Le site
d’information ‘’Gabon Eco’’ rapporte dans son article ‘’Eradication du paludisme au Gabon : une piste possible après la
visite d’Ali Bongo Ondimba à Cuba’’, publié le 03 octobre que le président
de la République envisage l’éradication de la pandémie du paludisme dans notre
pays.
‘’Le Chef de
l’Etat, convaincu par l’efficacité de la méthode cubaine, est rentré au Gabon
avec la signature d’une convention portant, entre autres, sur la création d’un
programme de contrôle du paludisme et de ses vecteurs au Gabon’’, a noté Gabon
Eco.
Le site ajoute
que pour Labiofam (laboratoire cubain), ‘’il faudrait privilégier la prévention
en tuant le mal à la racine’’. Car comme dit ce dicton bien connu: ‘’il
vaut mieux prévenir que guérir’’.
L’objectif
global est de détruire l’environnement propice à la reproduction des moustiques
anophèles, vecteurs de la maladie, par l’assainissement des milieux aquatiques,
lieux de prédilection pour leur reproduction.
Le Gabon va
ainsi bénéficier du savoir-faire et de l’expertise de Cuba réputé pour son
système sanitaire très performant en matière de santé, qui a déjà éliminé cette
maladie de son territoire.
Et si cet objectif
est atteint - le cas dans les Émirats
arabes unis (2007), au Maroc (2010), au Turkménistan (2010) et en Arménie
(2011), 4 pays où l’élimination a été certifiée dans par le Directeur général de l’OMS- les
populations ne vont plus investir dans l’achat des moustiquaires imprégnées,
des insecticides, et surtout les sommes destinées à la lutte contre le
paludisme et à la recherche d’un vaccin
serviront pour d’autres pandémies ou épidémies.
Ce sera sans
doute une grande victoire pour le système sanitaire gabonais.
Cette piste
est certes une bonne nouvelle pour les populations gabonaises qui pourront
enfin jouir d’une meilleure santé, comme l’indique le site, d’autant plus qu’il n’existe actuellement aucun vaccin
homologué contre le paludisme.
Mais ‘’faut-il +réellement+ entretenir le rêve d’une éradication?’’,
s’interrogeait Sonia Shah, journaliste auteure de The Fever : How
Malaria Has Ruled Humankind for 500,000 Years.
L’Organisation
mondiale de la santé (OMS) définit l’élimination du paludisme comme
l’interruption de la transmission locale de la maladie véhiculée par le
moustique dans une zone géographique déterminée, c’est-à-dire une incidence de
zéro cas contracté localement.

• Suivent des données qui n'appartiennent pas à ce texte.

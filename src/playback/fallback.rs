//! Fallback synthesizer: wraps a primary [`Synthesizer`] and asks a second
//! one when the primary fails.
//!
//! Used to keep the client speaking when the remote service has no API key
//! or cannot be reached.  When both fail, the primary's error is returned,
//! since that is the one the user configured.

use async_trait::async_trait;

use super::synthesis::{SynthesisError, Synthesizer};

pub struct FallbackSynthesizer<P, F> {
    primary: P,
    fallback: F,
}

impl<P: Synthesizer, F: Synthesizer> FallbackSynthesizer<P, F> {
    pub fn new(primary: P, fallback: F) -> Self {
        Self { primary, fallback }
    }
}

#[async_trait]
impl<P: Synthesizer, F: Synthesizer> Synthesizer for FallbackSynthesizer<P, F> {
    async fn synthesize(&self, text: &str) -> Result<Vec<u8>, SynthesisError> {
        let primary_err = match self.primary.synthesize(text).await {
            Ok(audio) => return Ok(audio),
            Err(e) => e,
        };

        log::warn!("synthesis: {primary_err}; using local fallback");
        match self.fallback.synthesize(text).await {
            Ok(audio) => Ok(audio),
            Err(fallback_err) => {
                log::warn!("synthesis: local fallback failed too: {fallback_err}");
                Err(primary_err)
            }
        }
    }
}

L’éradication est définie comme une incidence
mondiale permanente de zéro cas de paludisme causé par un agent déterminé et
s’applique donc à une espèce particulière de parasite (sachant que quatre types
de paludisme sont répertoriés).
Parmi (sur la
liste) les pays ayant réussit cette exercice, aucun pays de la zone équatoriale
ou tropicale n’y figure. Ce sont en particulier des territoires où la transmission de la maladie est faible et
instable. Le progrès vers l’élimination du paludisme a été facilité par ce
facteur.
Le Gabon est
traversé par l’équateur qui lui donne un climat caractérisé par la chaleur et
l’humide. La forêt dense couvre les 80% du territoire. Il dispose d’un vaste
réseau hydrographique (fleuves, rivières, lacs, marigots, marécages…) et les
précipitations sont abondantes et tombent au 9 mois par an. Les potentiels
lieux de reproduction des moustiques au Gabon : la forêt (80% du
territoire), le réseau hydrographique très dense, le climat équatorial chaud et
humide.
Bien que ces
éléments constituent des avantages pour ce pays d’Afrique centrale, il (le
Gabon) reste tout de même, un potentiel lieu de développement des moustiques
qui sont à l’origine de cette pandémie. Il réunit presque toutes les conditions
nécessaires, de là nait la difficulté sus mentionnée.
Le cas par
exemple des bassins versants, des ordures ménagères et le mauvais état des
canalisations des eaux usées ou pluvieuses de Libreville qui sont très mal
entretenus.
L’idée
d’éradication du paludisme suppose donc le traitement de ce vaste ensemble des
milieux où des anophèles se développent. Mais c’est lieux ne sont pas pour la
plupart répertoriés.
Si le
président compte bien mettre en œuvre ce projet, il devra donc l’inscrire sur
le long terme – avec toutes ses difficultés- et nécessitera une enveloppe
considérable.
L’OMS a initié des projets d’éradication de cette maladie à partir de 1955 mais ils ont été très vite
abandonnées et les résultats attendus loin d’être atteints, malgré les
investissements de la fondation Gates, du groupe pétrolier Exxon Mobil [...].